Services may subscribe to whatever upstream events they like. This is how a service gains required knowledge about data owned by an upstream service and how business processes are implemented as a flow of messages between services taking part in the process.
Services are deployed in a Kubernetes cluster using a CI/CD pipeline triggered by git commits.
Our early microservice platform had a few other important properties:
We have had great success with the platform: over the last two years, we have deployed around 80 different services. This enables a great number of new features and products to our users. In this sense, the platform has proven its worth: without a platform based on loosely coupled microservices, we would probably never have been able to deliver the stuff we have. Also, the way our tech team is organized — in highly autonomous squads — is very dependent on the platform characteristics: each squad is able to develop, deploy and control its own services with a high degree of independence from the other squads.
However, over time we identified a number of challenges in the platform. Challenges which had an impact on not only our work as developers, but also on our users and our in-house support team.
Let’s go through them.
Messages were published after the state was changed in most of our microservices, i.e., the service received an external request, executed the required business logic and persisted the updated entity in the database and then it published a message.

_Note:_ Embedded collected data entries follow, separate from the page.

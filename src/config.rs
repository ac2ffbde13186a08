// Copyright 2024 sqmatmul authors
//
// Licensed under the Apache License, Version 2.0 <LICENSE-APACHE or
// http://www.apache.org/licenses/LICENSE-2.0> or the MIT license
// <LICENSE-MIT or http://opensource.org/licenses/MIT>, at your
// option. This file may not be copied, modified, or distributed
// except according to those terms.

use crate::archparam::MAX_LANE_WIDTH;
use crate::threading;

/// Work distribution settings for one multiplication.
///
/// The defaults come from the environment when the `threading` feature is
/// enabled: `SQMATMUL_NUM_THREADS` (else the number of physical cores) and
/// `SQMATMUL_LANE_WIDTH` (else 4).
///
/// ```
/// use sqmatmul::MultiplyConfig;
///
/// let config = MultiplyConfig::new().with_workers(2).with_lane_width(8);
/// assert_eq!(config.workers(), 2);
/// assert_eq!(config.lane_width(), 8);
/// ```
#[derive(Copy, Clone, Debug, PartialEq, Eq)]
pub struct MultiplyConfig {
    workers: usize,
    lane_width: usize,
}

impl MultiplyConfig {
    /// The process wide default configuration
    pub fn new() -> Self {
        MultiplyConfig {
            workers: threading::default_workers(),
            lane_width: threading::default_lane_width(),
        }
    }

    /// Use `workers` workers.
    ///
    /// Workers beyond the number of lanes in a given product stay idle.
    /// Workers beyond the size of the thread pool share its threads.
    ///
    /// ***Panics*** if `workers` is zero.
    pub fn with_workers(mut self, workers: usize) -> Self {
        assert!(workers > 0, "worker count must be at least 1");
        self.workers = workers;
        self
    }

    /// Process `width` output columns together per lane.
    ///
    /// ***Panics*** unless `1 <= width <= MAX_LANE_WIDTH`.
    pub fn with_lane_width(mut self, width: usize) -> Self {
        assert!(width >= 1 && width <= MAX_LANE_WIDTH,
                "lane width must be in 1..={}, got {}", MAX_LANE_WIDTH, width);
        self.lane_width = width;
        self
    }

    /// Number of workers to split the lanes between
    pub fn workers(&self) -> usize { self.workers }

    /// Output columns per lane
    pub fn lane_width(&self) -> usize { self.lane_width }
}

impl Default for MultiplyConfig {
    fn default() -> Self { Self::new() }
}

#[cfg(test)]
mod tests {
    use super::*;

    #[test]
    fn builder() {
        let config = MultiplyConfig::new().with_workers(3).with_lane_width(1);
        assert_eq!(config.workers(), 3);
        assert_eq!(config.lane_width(), 1);
        assert_eq!(MultiplyConfig::default(), MultiplyConfig::new());
    }

    #[test]
    #[should_panic(expected = "worker count")]
    fn zero_workers() {
        MultiplyConfig::new().with_workers(0);
    }

    #[test]
    #[should_panic(expected = "lane width")]
    fn lane_too_wide() {
        MultiplyConfig::new().with_lane_width(MAX_LANE_WIDTH + 1);
    }

    #[test]
    #[should_panic(expected = "lane width")]
    fn lane_empty() {
        MultiplyConfig::new().with_lane_width(0);
    }
}
// Copyright 2024 sqmatmul authors
//
// Licensed under the Apache License, Version 2.0 <LICENSE-APACHE or
// http://www.apache.org/licenses/LICENSE-2.0> or the MIT license
// <LICENSE-MIT or http://opensource.org/licenses/MIT>, at your
// option. This file may not be copied, modified, or distributed
// except according to those terms.

use crate::archparam::{KC, MAX_LANE_WIDTH};
use crate::config::MultiplyConfig;
use crate::kernel;
use crate::ptr::Ptr;
use crate::threading::{for_each_worker, get_thread_pool};
use crate::util::{lane_count, worker_lanes};

/// Square matrix multiplication (f32)
///
/// C ← A B
///
/// + n: dimension; A, B, C are n by n matrices
/// + a, b, c: row major matrices of `n * n` elements
///
/// The previous contents of `c` are overwritten. Uses the process default
/// configuration, see [`MultiplyConfig`].
///
/// ```
/// let a = [1., 2.,
///          3., 4.];
/// let b = [5., 6.,
///          7., 8.];
/// let mut c = [0.; 4];
/// sqmatmul::multiply(&a, &b, &mut c, 2);
/// assert_eq!(c, [19., 22.,
///                43., 50.]);
/// ```
///
/// ***Panics*** if any of the slices does not have exactly `n * n` elements.
pub fn multiply(a: &[f32], b: &[f32], c: &mut [f32], n: usize) {
    multiply_with(&MultiplyConfig::new(), a, b, c, n)
}

/// Square matrix multiplication (f32) with an explicit configuration
///
/// C ← A B
///
/// See [`multiply`].
///
/// ***Panics*** if any of the slices does not have exactly `n * n` elements.
pub fn multiply_with(config: &MultiplyConfig, a: &[f32], b: &[f32], c: &mut [f32], n: usize) {
    let len = match n.checked_mul(n) {
        Some(len) => len,
        None => panic!("dimension {} overflows the element count", n),
    };
    assert_eq!(a.len(), len, "A: expected {}x{}={} elements", n, n, len);
    assert_eq!(b.len(), len, "B: expected {}x{}={} elements", n, n, len);
    assert_eq!(c.len(), len, "C: expected {}x{}={} elements", n, n, len);

    unsafe {
        lane_loop(config, n, a.as_ptr(), b.as_ptr(), c.as_mut_ptr())
    }
}

/// Square matrix multiplication (f32), unchecked
///
/// C ← A B
///
/// + n: dimension; A, B, C are n by n matrices
/// + a, b, c: pointer to the first element of a row major matrix
///
/// # Safety
///
/// `a` and `b` must be valid for reads and `c` valid for writes of
/// `n * n` elements, and `c` must not overlap `a` or `b`.
/// C does not need to be initialized.
pub unsafe fn sgemm_square(n: usize, a: *const f32, b: *const f32, c: *mut f32) {
    sgemm_square_with(&MultiplyConfig::new(), n, a, b, c)
}

/// Square matrix multiplication (f32), unchecked, with an explicit
/// configuration
///
/// # Safety
///
/// See [`sgemm_square`].
pub unsafe fn sgemm_square_with(config: &MultiplyConfig, n: usize,
                                a: *const f32, b: *const f32, c: *mut f32)
{
    lane_loop(config, n, a, b, c)
}

/// Deal the lanes of C out to the workers and run them to completion.
unsafe fn lane_loop(config: &MultiplyConfig, n: usize,
                    a: *const f32, b: *const f32, c: *mut f32)
{
    if n == 0 {
        return;
    }
    debug_assert!(!a.is_null() && !b.is_null() && !c.is_null());

    let width = config.lane_width();
    debug_assert!(width >= 1 && width <= MAX_LANE_WIDTH);
    // workers without a lane would stay idle
    let nworkers = config.workers().min(lane_count(n, width));
    dprint!("multiply n={}, workers={}, lane_width={}, kc={}", n, nworkers, width, KC);

    let a = Ptr::new(a);
    let b = Ptr::new(b);
    let c = Ptr::new(c);

    for_each_worker(get_thread_pool(), nworkers, &|worker| {
        let mut panel = [[0.; KC]; MAX_LANE_WIDTH];
        for (col, w) in worker_lanes(n, width, worker, nworkers) {
            kernel::lane(w, n, a.ptr(), b.ptr(), c.ptr(), col, &mut panel);
        }
    });
}
// Copyright 2024 sqmatmul authors
//
// Licensed under the Apache License, Version 2.0 <LICENSE-APACHE or
// http://www.apache.org/licenses/LICENSE-2.0> or the MIT license
// <LICENSE-MIT or http://opensource.org/licenses/MIT>, at your
// option. This file may not be copied, modified, or distributed
// except according to those terms.

/// A raw pointer into one of the caller's matrices that can be handed to
/// the worker threads.
///
/// Workers only read through the `*const` pointers and write through the
/// `*mut` pointer to columns they own, so sharing is sound as long as the
/// lane partition is disjoint.
#[derive(Copy, Clone)]
pub(crate) struct Ptr<T>(T);

unsafe impl<T> Sync for Ptr<*const T> {}
unsafe impl<T> Send for Ptr<*const T> {}
unsafe impl<T> Sync for Ptr<*mut T> {}
unsafe impl<T> Send for Ptr<*mut T> {}

impl<T: Copy> Ptr<T> {
    /// Wrap a raw pointer
    #[inline(always)]
    pub(crate) fn new(ptr: T) -> Self { Ptr(ptr) }

    /// The wrapped raw pointer
    #[inline(always)]
    pub(crate) fn ptr(self) -> T { self.0 }
}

The problem was that the event was not guaranteed to be published. Persistence of the updated entity and publication of the event was not atomic; hence the message publication could fail or the service could die at exactly this moment.

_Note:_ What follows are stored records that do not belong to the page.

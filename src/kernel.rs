// Copyright 2024 sqmatmul authors
//
// Licensed under the Apache License, Version 2.0 <LICENSE-APACHE or
// http://www.apache.org/licenses/LICENSE-2.0> or the MIT license
// <LICENSE-MIT or http://opensource.org/licenses/MIT>, at your
// option. This file may not be copied, modified, or distributed
// except according to those terms.

use rawpointer::PointerExt;

use crate::archparam::{KC, MAX_LANE_WIDTH};
use crate::util::range_chunk;

/// Gather buffer for one lane: each row holds one column of B, `KC` deep.
pub(crate) type Panel = [[f32; KC]; MAX_LANE_WIDTH];

/// Compute the lane of `width` columns starting at column `col` of C.
///
/// + n: dimension of the square matrices
/// + a, b: row major inputs
/// + c: row major output, only columns `col..col + width` are written
/// + panel: scratch space owned by the calling worker
///
/// Dispatches to the lane kernel compiled for `width`.
#[inline]
pub(crate) unsafe fn lane(width: usize, n: usize,
                          a: *const f32, b: *const f32, c: *mut f32,
                          col: usize, panel: &mut Panel)
{
    debug_assert!(col + width <= n);
    match width {
        1 => lane_kernel::<1>(n, a, b, c, col, panel),
        2 => lane_kernel::<2>(n, a, b, c, col, panel),
        3 => lane_kernel::<3>(n, a, b, c, col, panel),
        4 => lane_kernel::<4>(n, a, b, c, col, panel),
        5 => lane_kernel::<5>(n, a, b, c, col, panel),
        6 => lane_kernel::<6>(n, a, b, c, col, panel),
        7 => lane_kernel::<7>(n, a, b, c, col, panel),
        8 => lane_kernel::<8>(n, a, b, c, col, panel),
        _ => unreachable!("unsupported lane width {}", width),
    }
}

/// Lane kernel for `NR` columns
///
/// C[k, col + j] ← Σ_l A[k, l] B[l, col + j]   for all rows k, j < NR
///
/// The shared dimension is walked in blocks of `KC`. For each block the
/// lane's columns of B are gathered into `panel`, then each row of A is
/// read once and dotted with all `NR` panel rows. Partial sums are parked
/// in C between blocks, which keeps the summation for every element in
/// plain sequential order.
#[inline(never)]
unsafe fn lane_kernel<const NR: usize>(n: usize,
                                       a: *const f32, b: *const f32, c: *mut f32,
                                       col: usize, panel: &mut Panel)
{
    let rs = n as isize;
    let b = b.add(col);
    let c = c.add(col);

    // LOOP 2: split the shared dimension in kc parts (A, B)
    for (l2, kc) in range_chunk(n, KC) {
        let a = a.stride_offset(1, KC * l2);
        let b = b.stride_offset(rs, KC * l2);

        // Pack B -> panel, transposed so each column is contiguous
        for l in 0..kc {
            let brow = b.stride_offset(rs, l);
            for j in 0..NR {
                panel[j][l] = *brow.add(j);
            }
        }

        // LOOP 1: through the rows of A while the panel is constant (A, C)
        for k in 0..n {
            let arow = a.stride_offset(rs, k);
            let crow = c.stride_offset(rs, k);

            let mut ab = [0f32; NR];
            if l2 != 0 {
                // continue the sums of the previous block
                for j in 0..NR {
                    ab[j] = *crow.add(j);
                }
            }
            for l in 0..kc {
                let x = *arow.add(l);
                for j in 0..NR {
                    ab[j] += panel[j][l] * x;
                }
            }
            for j in 0..NR {
                *crow.add(j) = ab[j];
            }
        }
    }
}
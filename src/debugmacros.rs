// Copyright 2024 sqmatmul authors
//
// Licensed under the Apache License, Version 2.0 <LICENSE-APACHE or
// http://www.apache.org/licenses/LICENSE-2.0> or the MIT license
// <LICENSE-MIT or http://opensource.org/licenses/MIT>, at your
// option. This file may not be copied, modified, or distributed
// except according to those terms.

// debug-build tracing, compiled out in release
#[cfg(debug_assertions)]
macro_rules! dprint {
    ($($t:tt)*) => {
        println!($($t)*)
    }
}

#[cfg(not(debug_assertions))]
macro_rules! dprint {
    ($($t:tt)*) => {
    }
}
#[cfg(test)]
mod tests {
    use super::*;
    use assert_fs::prelude::*;
    use std::io::Write;
    use zip::write::SimpleFileOptions;

    fn write_zip(path: &Path, parts: &[(&str, &str)]) {
        let file = fs::File::create(path).unwrap();
        let mut zip = zip::ZipWriter::new(file);
        for (name, content) in parts {
            zip.start_file(*name, SimpleFileOptions::default()).unwrap();
            zip.write_all(content.as_bytes()).unwrap();
        }
        zip.finish().unwrap();
    }

    const DOCUMENT_XML: &str = r#"<?xml version="1.0" encoding="UTF-8"?>
<w:document xmlns:w="http://schemas.openxmlformats.org/wordprocessingml/2006/main">
<w:body>
<w:p><w:r><w:t>Hello</w:t></w:r><w:r><w:t xml:space="preserve"> world</w:t></w:r></w:p>
<w:p><w:r><w:t>Tom &amp; Jerry</w:t></w:r></w:p>
</w:body>
</w:document>"#;

    #[test]
    fn test_plain_text_extraction() {
        let temp = assert_fs::TempDir::new().unwrap();
        let file = temp.child("a.py");
        file.write_str("x=1").unwrap();

        let text = PlainTextExtractor.extract(file.path()).unwrap();
        assert_eq!(text, "x=1");
    }

    #[test]
    fn test_plain_text_replaces_malformed_utf8() {
        let temp = assert_fs::TempDir::new().unwrap();
        let file = temp.child("latin.txt");
        file.write_binary(&[b'c', b'a', b'f', 0xe9]).unwrap();

        let text = PlainTextExtractor.extract(file.path()).unwrap();
        assert!(text.starts_with("caf"));
        assert!(text.contains('\u{fffd}'));
    }

    #[test]
    fn test_corrupt_pdf_yields_placeholder() {
        let temp = assert_fs::TempDir::new().unwrap();
        let file = temp.child("broken.pdf");
        file.write_str("this is not a pdf").unwrap();

        let registry = ExtractorRegistry::new();
        let text = registry.extract(file.path(), ContentKind::Pdf);
        assert!(text.starts_with("[Error processing PDF:"), "{text}");
    }

    #[test]
    fn test_docx_extraction() {
        let temp = assert_fs::TempDir::new().unwrap();
        let file = temp.child("letter.docx");
        write_zip(file.path(), &[("word/document.xml", DOCUMENT_XML)]);

        let text = DocxExtractor.extract(file.path()).unwrap();
        assert_eq!(text, "Hello world\nTom & Jerry");
    }

    #[test]
    fn test_legacy_doc_yields_docx_placeholder() {
        let temp = assert_fs::TempDir::new().unwrap();
        let file = temp.child("old.doc");
        file.write_binary(&[0xd0, 0xcf, 0x11, 0xe0, 0xa1, 0xb1]).unwrap();

        let text = ExtractorRegistry::new().extract(file.path(), ContentKind::Document);
        assert!(text.starts_with("[Error processing DOCX:"), "{text}");
    }

    #[test]
    fn test_corrupt_spreadsheet_yields_placeholder() {
        let temp = assert_fs::TempDir::new().unwrap();
        let file = temp.child("numbers.xlsx");
        file.write_str("a,b,c").unwrap();

        let text = ExtractorRegistry::new().extract(file.path(), ContentKind::Spreadsheet);
        assert!(text.starts_with("[Error processing Spreadsheet:"), "{text}");
    }

    const ODS_CONTENT: &str = r#"<?xml version="1.0" encoding="UTF-8"?>
<office:document-content xmlns:office="urn:oasis:names:tc:opendocument:xmlns:office:1.0" xmlns:table="urn:oasis:names:tc:opendocument:xmlns:table:1.0" xmlns:text="urn:oasis:names:tc:opendocument:xmlns:text:1.0" office:version="1.2">
<office:body><office:spreadsheet>
<table:table table:name="First">
<table:table-row>
<table:table-cell office:value-type="string"><text:p>a,b</text:p></table:table-cell>
<table:table-cell office:value-type="float" office:value="2"><text:p>2</text:p></table:table-cell>
</table:table-row>
</table:table>
<table:table table:name="Second">
<table:table-row>
<table:table-cell office:value-type="string"><text:p>z</text:p></table:table-cell>
</table:table-row>
</table:table>
</office:spreadsheet></office:body>
</office:document-content>"#;

    #[test]
    fn test_spreadsheet_renders_sheets_in_workbook_order() {
        let temp = assert_fs::TempDir::new().unwrap();
        let file = temp.child("book.ods");
        write_zip(
            file.path(),
            &[
                ("mimetype", "application/vnd.oasis.opendocument.spreadsheet"),
                ("content.xml", ODS_CONTENT),
            ],
        );

        let (text, outcome) =
            ExtractorRegistry::new().extract_with_outcome(file.path(), ContentKind::Spreadsheet);
        assert_eq!(outcome, Outcome::Extracted);
        assert_eq!(
            text,
            "--- Sheet: First ---\n\"a,b\",2\n\n--- Sheet: Second ---\nz\n"
        );
    }

    #[test]
    fn test_failed_strategy_reports_failed_outcome() {
        let temp = assert_fs::TempDir::new().unwrap();
        let file = temp.child("broken.pdf");
        file.write_str("this is not a pdf").unwrap();

        let (_, outcome) = ExtractorRegistry::new().extract_with_outcome(file.path(), ContentKind::Pdf);
        assert_eq!(outcome, Outcome::Failed);
    }

    #[test]
    fn test_spreadsheet_falls_back_to_generic_when_unregistered() {
        let temp = assert_fs::TempDir::new().unwrap();
        let file = temp.child("numbers.xlsx");
        file.write_str("a,b,c").unwrap();

        let registry = ExtractorRegistry::new().unregister(ContentKind::Spreadsheet);
        assert_eq!(registry.extract(file.path(), ContentKind::Spreadsheet), "a,b,c");
    }

    #[test]
    fn test_generic_reads_clean_text() {
        let temp = assert_fs::TempDir::new().unwrap();
        let file = temp.child("Makefile");
        file.write_str("all:\n\tcargo build\n").unwrap();

        let text = GenericExtractor.extract(file.path()).unwrap();
        assert_eq!(text, "all:\n\tcargo build\n");
    }

    #[test]
    fn test_generic_flags_nul_bytes_as_binary() {
        let temp = assert_fs::TempDir::new().unwrap();
        let file = temp.child("blob.bin");
        file.write_binary(&[0u8; 100]).unwrap();

        let text = GenericExtractor.extract(file.path()).unwrap();
        assert_eq!(text, BINARY_PLACEHOLDER);
    }

    #[test]
    fn test_generic_rejects_non_utf8() {
        let temp = assert_fs::TempDir::new().unwrap();
        let file = temp.child("image.png");
        file.write_binary(&[0x89, b'P', b'N', b'G', 0xff, 0xfe]).unwrap();

        let text = GenericExtractor.extract(file.path()).unwrap();
        assert_eq!(text, "[Unsupported file type: .png]");
    }

    #[test]
    fn test_generic_extracts_presentation_slides_in_order() {
        let temp = assert_fs::TempDir::new().unwrap();
        let file = temp.child("deck.pptx");
        let slide = |text: &str| {
            format!(
                r#"<p:sld xmlns:a="a" xmlns:p="p"><p:txBody><a:p><a:r><a:t>{text}</a:t></a:r></a:p></p:txBody></p:sld>"#
            )
        };
        let second = slide("Second");
        let tenth = slide("Tenth");
        let first = slide("First");
        write_zip(
            file.path(),
            &[
                ("ppt/slides/slide2.xml", second.as_str()),
                ("ppt/slides/slide10.xml", tenth.as_str()),
                ("ppt/slides/slide1.xml", first.as_str()),
            ],
        );

        let text = GenericExtractor.extract(file.path()).unwrap();
        assert_eq!(text, "First\n\nSecond\n\nTenth");
    }

    #[test]
    fn test_generic_extracts_open_document_text() {
        let temp = assert_fs::TempDir::new().unwrap();
        let file = temp.child("notes.odt");
        write_zip(
            file.path(),
            &[(
                "content.xml",
                r#"<office:document-content xmlns:office="o" xmlns:text="t"><office:body><office:text><text:h>Title</text:h><text:p>Body <text:span>text</text:span></text:p></office:text></office:body></office:document-content>"#,
            )],
        );

        let text = GenericExtractor.extract(file.path()).unwrap();
        assert_eq!(text, "Title\nBody text");
    }

    #[test]
    fn test_missing_file_yields_placeholder() {
        let temp = assert_fs::TempDir::new().unwrap();
        let path = temp.path().join("gone.rs");

        let text = ExtractorRegistry::new().extract(&path, ContentKind::Text);
        assert!(text.starts_with("[Error processing Text:"), "{text}");
        assert!(text.ends_with(']'));
    }

    #[test]
    fn test_register_custom_strategy() {
        struct Shouting;

        impl Extractor for Shouting {
            fn label(&self) -> &'static str {
                "Shout"
            }

            fn extract(&self, path: &Path) -> Result<String> {
                Ok(fs::read_to_string(path)
                    .map_err(|e| Error::io(path, e))?
                    .to_uppercase())
            }
        }

        let temp = assert_fs::TempDir::new().unwrap();
        let file = temp.child("quiet.txt");
        file.write_str("hello").unwrap();

        let registry = ExtractorRegistry::new().register(ContentKind::Text, Shouting);
        assert_eq!(registry.strategy(ContentKind::Text).label(), "Shout");
        assert_eq!(registry.extract(file.path(), ContentKind::Text), "HELLO");
    }

    #[test]
    fn test_csv_field_quoting() {
        assert_eq!(csv_field("plain"), "plain");
        assert_eq!(csv_field("a,b"), "\"a,b\"");
        assert_eq!(csv_field("say \"hi\""), "\"say \"\"hi\"\"\"");
    }

    #[test]
    fn test_registry_debug_lists_strategies() {
        let debug = format!("{:?}", ExtractorRegistry::new());
        assert!(debug.contains("pdf=PDF"));
        assert!(debug.contains("fallback: \"File\""));
    }
}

The severity of this problem was further enhanced by the fact that for obvious reasons we didn’t know if and when it happened. We only knew at a later point in time if the missing event caused an inconsistency in downstream services or if a business process was not being completed.
We use RabbitMQ as our message broker. This piece of technology has proven to be a reliable and performant way for us to publish messages. Furthermore, the semantics of topic exchanges make it easy for us to add new services as subscribers to specific messages.
However, RabbitMQ was a far too important component in the message delivery chain: in failure scenarios where RabbitMQ for some reason failed to deliver a message to a subscriber, we had no way of re-delivering the message. In combination with the problem of non-atomicity, message delivery guarantees were, therefore, non-existing.
A producing service, in general, did not itself store the messages and events it produced. Hence, a producing service did not itself know about the events it produced and it could therefore not answer questions about them — it only knew about the current state of the entities it stored.
Messages had a sequence number which was essentially just a timestamp. However, no inherent guarantees existed about this sequence number: e.g. two events pertaining to the same user from the same service could have sequence numbers out of order if the events had their origin in two different instances of the service. Furthermore, when creating synthetic events in a bootstrapping use case, the sequence numbers would usually be different from what it would have been in the non-synthetic case.
These facts trickled downstream to consuming services. Since a received event was not a first-class citizen with a well-defined identity and ordering, a consuming service could not reason about it, e.g. determine whether it had already received the message or figure out if it had missed an earlier event.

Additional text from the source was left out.